Hot and Heavy Action on Education Issues at State Capitol All Weekend

Day-long debates Friday on vouchers and discrimination against transgender schoolchildren kicked off what promises to be a hot and heavy weekend of hearings on controversial Senate bills at the Texas Capitol. Also on tap for the weekend is a march for public education featuring a speech by Texas AFT President Louis Malfaro.  And we are providing you with a couple of ways to speak out yourself (see below).

Texas AFT legislative counsel Patty Quinzi testified Friday against SB 2, the voucher bill by Sen. Larry Taylor (R-Friendswood) that would cut funding to school districts in order to subsidize unaccountable private schooling for students with disabilities. The bill also separately contains some valuable school-finance provisions, but these are in effect held hostage under SB 2 to passage of private-school vouchers.

Louis Malfaro, president of Texas AFT, delivered testimony against the discriminatory legislation affecting transgender children (SB 3 and SB 93, both by Sen. Lois Kolkhorst, R-Brenham). Said Malfaro:  “These bills would remove a school’s ability to accommodate its students in a way that respect and protects all students. These bills invite bullying of an already vulnerable student population and would put transgender children at risk for increased bullying and segregation from school activities.”

You can get a word in edgewise this weekend by taking part in two email campaigns addressed to legislators. One addresses the overarching issue of real funding needed for schools, employee pay and benefits, and relief for local property-tax payers . The other addresses the assault on your freedom to use payroll deduction to pay your union dues and amplify your voice in public policy debates.

marchforpubliceducationThe March for Public Education on Saturday gives all who can make it to Austin another opportunity to speak out. You can join in the March starting at the Capitol (Texas Archives on east side) at 11 a.m. and going around the Capitol area, finishing with a rally on the south steps. Join the march and rally and put the pressure on at this crucial time. More information, including how to sign up can be found on the Facebook event page.

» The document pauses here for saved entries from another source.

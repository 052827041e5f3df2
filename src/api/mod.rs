//! HTTP/WebSocket surface (§6): one `AppState` built once, a flat handler
//! module per REST resource, `State<AppState>` extractors, and JSON
//! request/response structs per route.

mod agents;
mod cli;
mod departments;
mod health;
mod messages;
mod oauth;
mod settings;
mod tasks;

use std::sync::{Arc, Mutex};
use std::time::Instant;

use axum::extract::ws::WebSocketUpgrade;
use axum::extract::State;
use axum::response::Response;
use axum::routing::{get, patch, post};
use axum::Router;
use tower_http::cors::{Any, CorsLayer};
use tower_http::trace::TraceLayer;

use crate::bus::EventBus;
use crate::config::Config;
use crate::db::Database;
use crate::runtime::oauth::OAuthService;
use crate::runtime::orchestrator::Orchestrator;
use crate::runtime::usage_probe::{AuthProbe, UsageProbe};

/// 30s-cached CLI auth-probe result (§6 "CLI provider auth detection").
pub struct CliStatusCache {
    pub entries: Vec<AuthProbe>,
    pub refreshed_at: Instant,
}

#[derive(Clone)]
pub struct AppState {
    pub db: Arc<Database>,
    pub bus: Arc<EventBus>,
    pub config: Arc<Config>,
    pub orchestrator: Arc<Orchestrator>,
    pub oauth: Arc<OAuthService>,
    pub usage_probe: Arc<UsageProbe>,
    pub cli_status_cache: Arc<Mutex<Option<CliStatusCache>>>,
}

pub fn build_router(state: AppState) -> Router {
    let cors = CorsLayer::new().allow_origin(Any).allow_methods(Any).allow_headers(Any);

    Router::new()
        .route("/api/health", get(health::health))
        .route("/health", get(health::health))
        .route("/healthz", get(health::health))
        .route("/ws", get(ws_upgrade))
        .route("/api/departments", get(departments::list_departments))
        .route("/api/agents", get(agents::list_agents))
        .route("/api/agents/{id}", patch(agents::update_agent))
        .route("/api/tasks", get(tasks::list_tasks).post(tasks::create_task))
        .route("/api/tasks/{id}", patch(tasks::update_task).delete(tasks::delete_task).get(tasks::get_task))
        .route("/api/tasks/{id}/assign", post(tasks::assign_task))
        .route("/api/tasks/{id}/run", post(tasks::run_task))
        .route("/api/tasks/{id}/stop", post(tasks::stop_task))
        .route("/api/tasks/{id}/resume", post(tasks::resume_task))
        .route("/api/tasks/{id}/terminal", get(tasks::terminal))
        .route("/api/tasks/{id}/diff", get(tasks::diff))
        .route("/api/tasks/{id}/merge", post(tasks::merge))
        .route("/api/tasks/{id}/discard", post(tasks::discard))
        .route("/api/tasks/{id}/meeting-minutes", get(tasks::meeting_minutes))
        .route("/api/messages", get(messages::list_messages).post(messages::post_message).delete(messages::delete_messages))
        .route("/api/announcements", post(messages::post_announcement))
        .route("/api/cli-status", get(cli::cli_status))
        .route("/api/cli-usage", get(cli::cli_usage))
        .route("/api/cli-usage/refresh", post(cli::cli_usage_refresh))
        .route("/api/settings", get(settings::get_settings).put(settings::put_settings))
        .route("/api/oauth/status", get(oauth::status))
        .route("/api/oauth/start", get(oauth::start))
        .route("/api/oauth/callback/antigravity", get(oauth::callback_antigravity))
        .route("/api/oauth/disconnect", post(oauth::disconnect))
        .route("/api/oauth/github-copilot/device-start", post(oauth::device_start))
        .route("/api/oauth/github-copilot/device-poll", post(oauth::device_poll))
        .layer(cors)
        .layer(TraceLayer::new_for_http())
        .with_state(state)
}

async fn ws_upgrade(ws: WebSocketUpgrade, State(state): State<AppState>) -> Response {
    ws.on_upgrade(move |socket| crate::bus::ws::handle_socket(socket, state.bus))
}
//! Database operations unit tests

#[cfg(test)]
mod tests {
    use crate::db::{queries, Database};
    use uuid::Uuid;

    fn now() -> String {
        chrono::Utc::now().to_rfc3339()
    }

    #[test]
    fn seeding_creates_six_departments_and_leaders() {
        let db = Database::open_in_memory().expect("in-memory DB");
        let depts = queries::list_departments(&db).unwrap();
        assert_eq!(depts.len(), 6);
        assert_eq!(depts[0].id, "planning");
        assert_eq!(depts[0].agent_count, 1);

        let agents = queries::list_agents(&db).unwrap();
        assert_eq!(agents.len(), 6);
        assert!(agents.iter().all(|a| a.role == "team_leader"));
    }

    #[test]
    fn reseeding_an_already_seeded_db_is_a_no_op() {
        let db = Database::open_in_memory().expect("in-memory DB");
        queries::seed_departments_and_agents(&db).unwrap();
        queries::seed_departments_and_agents(&db).unwrap();
        assert_eq!(queries::list_departments(&db).unwrap().len(), 6);
        assert_eq!(queries::list_agents(&db).unwrap().len(), 6);
    }

    #[test]
    fn task_cascade_delete_cleans_messages() {
        let db = Database::open_in_memory().expect("in-memory DB");
        let task_id = Uuid::new_v4().to_string();
        let ts = now();

        queries::insert_task(
            &db,
            &queries::TaskRow {
                id: task_id.clone(),
                title: "Add CHANGELOG entry".to_string(),
                description: None,
                department_id: Some("development".to_string()),
                assigned_agent_id: None,
                status: "inbox".to_string(),
                priority: 0,
                task_type: None,
                project_path: Some("/tmp/project".to_string()),
                result: None,
                started_at: None,
                completed_at: None,
                created_at: ts.clone(),
                updated_at: ts.clone(),
            },
        )
        .unwrap();

        queries::insert_message(
            &db,
            &queries::MessageRow {
                id: Uuid::new_v4().to_string(),
                sender_type: "ceo".to_string(),
                sender_id: None,
                receiver_type: "agent".to_string(),
                receiver_id: Some("development-lead".to_string()),
                content: "please start".to_string(),
                message_type: "chat".to_string(),
                task_id: Some(task_id.clone()),
                created_at: ts.clone(),
            },
        )
        .unwrap();

        queries::delete_task(&db, &task_id).unwrap();
        assert!(queries::get_task(&db, &task_id).unwrap().is_none());
        let remaining = queries::list_messages(&db, &queries::MessageFilter::default()).unwrap();
        assert!(remaining.iter().all(|m| m.task_id.as_deref() != Some(task_id.as_str())));
    }

    #[test]
    fn subtask_status_updates_and_auto_completes_local() {
        let db = Database::open_in_memory().expect("in-memory DB");
        let task_id = Uuid::new_v4().to_string();
        let ts = now();

        queries::insert_task(
            &db,
            &queries::TaskRow {
                id: task_id.clone(),
                title: "Ship feature".to_string(),
                description: None,
                department_id: Some("development".to_string()),
                assigned_agent_id: None,
                status: "in_progress".to_string(),
                priority: 0,
                task_type: None,
                project_path: None,
                result: None,
                started_at: None,
                completed_at: None,
                created_at: ts.clone(),
                updated_at: ts.clone(),
            },
        )
        .unwrap();

        let local_subtask = Uuid::new_v4().to_string();
        queries::insert_subtask(
            &db,
            &queries::SubtaskRow {
                id: local_subtask.clone(),
                task_id: task_id.clone(),
                title: "implement handler".to_string(),
                description: None,
                status: "in_progress".to_string(),
                assigned_agent_id: None,
                blocked_reason: None,
                cli_tool_use_id: None,
                target_department_id: None,
                delegated_task_id: None,
                created_at: ts.clone(),
                updated_at: ts.clone(),
            },
        )
        .unwrap();

        let cross_dept_subtask = Uuid::new_v4().to_string();
        queries::insert_subtask(
            &db,
            &queries::SubtaskRow {
                id: cross_dept_subtask.clone(),
                task_id: task_id.clone(),
                title: "design mockup".to_string(),
                description: None,
                status: "pending".to_string(),
                assigned_agent_id: None,
                blocked_reason: None,
                cli_tool_use_id: None,
                target_department_id: Some("design".to_string()),
                delegated_task_id: None,
                created_at: ts.clone(),
                updated_at: ts,
            },
        )
        .unwrap();

        assert!(!queries::subtasks_all_done(&db, &task_id).unwrap());

        let touched = queries::auto_complete_local_subtasks(&db, &task_id).unwrap();
        assert_eq!(touched, 1);
        assert_eq!(
            queries::get_subtask(&db, &local_subtask).unwrap().unwrap().status,
            "done"
        );
        assert!(!queries::subtasks_all_done(&db, &task_id).unwrap());

        queries::update_subtask_status(&db, &cross_dept_subtask, "done", None).unwrap();
        assert!(queries::subtasks_all_done(&db, &task_id).unwrap());
    }

    #[test]
    fn pick_best_subordinate_prefers_idle_then_seniority() {
        let db = Database::open_in_memory().expect("in-memory DB");
        let ts = now();

        for (id, status, role) in [
            ("dev-senior-working", "working", "senior"),
            ("dev-junior-idle", "idle", "junior"),
            ("dev-intern-idle", "idle", "intern"),
        ] {
            queries::insert_agent(
                &db,
                &queries::AgentRow {
                    id: id.to_string(),
                    name: id.to_string(),
                    name_ko: id.to_string(),
                    department_id: Some("development".to_string()),
                    role: role.to_string(),
                    cli_provider: Some("claude".to_string()),
                    status: status.to_string(),
                    current_task_id: None,
                    avatar_emoji: None,
                    personality: None,
                    stats_tasks_done: 0,
                    stats_xp: 0,
                    created_at: ts.clone(),
                    updated_at: ts.clone(),
                },
            )
            .unwrap();
        }

        let picked = queries::pick_best_subordinate(&db, "development", "development-lead")
            .unwrap()
            .expect("a subordinate");
        assert_eq!(picked.id, "dev-junior-idle");
    }

    #[test]
    fn oauth_state_roundtrips_and_enforces_ttl() {
        let db = Database::open_in_memory().expect("in-memory DB");
        let state_id = Uuid::new_v4().to_string();

        queries::insert_oauth_state(
            &db,
            &queries::OAuthStateRow {
                id: state_id.clone(),
                provider: "github".to_string(),
                verifier: "device-code-abc".to_string(),
                redirect_to: None,
                created_at: now(),
            },
        )
        .unwrap();

        let consumed = queries::consume_oauth_state(&db, &state_id, "github").unwrap();
        assert_eq!(consumed.unwrap().verifier, "device-code-abc");

        // Second consume finds nothing: the row was deleted on first read.
        let gone = queries::consume_oauth_state(&db, &state_id, "github").unwrap();
        assert!(gone.is_none());
    }

    #[test]
    fn oauth_state_expired_by_ttl_is_rejected() {
        let db = Database::open_in_memory().expect("in-memory DB");
        let state_id = Uuid::new_v4().to_string();
        let stale = chrono::Utc::now() - chrono::Duration::minutes(11);

        queries::insert_oauth_state(
            &db,
            &queries::OAuthStateRow {
                id: state_id.clone(),
                provider: "google".to_string(),
                verifier: "verifier-xyz".to_string(),
                redirect_to: Some("/settings".to_string()),
                created_at: stale.to_rfc3339(),
            },
        )
        .unwrap();

        let consumed = queries::consume_oauth_state(&db, &state_id, "google").unwrap();
        assert!(consumed.is_none());
    }

    #[test]
    fn meeting_with_entries_preserves_seq_order() {
        let db = Database::open_in_memory().expect("in-memory DB");
        let task_id = Uuid::new_v4().to_string();
        let meeting_id = Uuid::new_v4().to_string();
        let ts = now();

        queries::insert_task(
            &db,
            &queries::TaskRow {
                id: task_id.clone(),
                title: "Plan sprint".to_string(),
                description: None,
                department_id: Some("planning".to_string()),
                assigned_agent_id: None,
                status: "in_progress".to_string(),
                priority: 0,
                task_type: None,
                project_path: None,
                result: None,
                started_at: None,
                completed_at: None,
                created_at: ts.clone(),
                updated_at: ts.clone(),
            },
        )
        .unwrap();

        queries::insert_meeting(
            &db,
            &queries::MeetingMinutesRow {
                id: meeting_id.clone(),
                task_id: task_id.clone(),
                meeting_type: "kickoff".to_string(),
                round: 1,
                title: "Sprint kickoff".to_string(),
                status: "in_progress".to_string(),
                started_at: ts.clone(),
                completed_at: None,
            },
        )
        .unwrap();

        for seq in 0..3 {
            queries::insert_meeting_entry(
                &db,
                &queries::MeetingMinuteEntryRow {
                    id: 0,
                    meeting_id: meeting_id.clone(),
                    seq,
                    speaker_agent_id: None,
                    speaker_name: format!("speaker-{seq}"),
                    speaker_department: None,
                    speaker_role: None,
                    message_type: "statement".to_string(),
                    content: format!("turn {seq}"),
                    created_at: ts.clone(),
                },
            )
            .unwrap();
        }

        let full = queries::get_meeting_with_entries(&db, &meeting_id).unwrap().unwrap();
        assert_eq!(full.entries.len(), 3);
        assert_eq!(full.entries[0].content, "turn 0");
        assert_eq!(full.entries[2].content, "turn 2");
    }

    #[test]
    fn settings_upsert_overwrites_value() {
        let db = Database::open_in_memory().expect("in-memory DB");
        queries::set_setting(&db, "language", "en").unwrap();
        queries::set_setting(&db, "language", "ko").unwrap();
        assert_eq!(queries::get_setting(&db, "language").unwrap().as_deref(), Some("ko"));
    }
}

Hearings on Saturday include one at 9 a.m. on bills to dictate policy overriding local decisions on everything from tree-saving ordinances to texting while driving. Another at 11 a.m., in the Select Committee on Government Reform, would set tight limits on local taxes and spending, regardless of growing needs for services.

At 1 p.m. Saturday the Senate Finance Committee takes up two other problematic bills. SB 9 by Sen. Kelly Hancock (R-North Richland Hills) would impose arbitrary and onerous new caps on spending at the state level, again regardless of rising public needs and requirements. SB 19 by Sen. Jane Nelson (R-Flower Mound) has as its centerpiece an unfunded promise of a future $1,000 average teacher pay raise that evidently would come, if it ever comes at all, from “reprioritizing” existing school-district funds received from the state lottery. The bill packages this unfunded raise with some one-time bonuses for teachers timed to arrive before the 2018 election but without ongoing funding. Also part of the package is some additional funding for health insurance for TRS-Care, to soften the blow of cost increases the Legislature imposed on school retirees. This is one-time funding, not the long-term relief really needed for retirees.

Sunday’s first key hearing at 2 p.m. is the one mentioned above, in the Senate Business and Commerce Committee, with SB 7 and SB 94 by Sen. Bryan Hughes (R-Mineola) proposing to take away your freedom to use your paycheck as you choose to make voluntary payroll deductions to pay your union or association dues.

The weekend’s last major hearing, in the Senate Education Committee, deals with the proposal to redirect lottery funding already flowing to school districts, requiring the money to be used to pay for Lt. Gov. Dan Patrick’s proposal of a teacher raise–without providing any new state money for school districts’ already thinly stretched budgets. The bills involved are SJR 1 by Sen. Konni Burton (R-Fort Worth) and SB 97 by Sen. Charles Perry (R-Lubbock).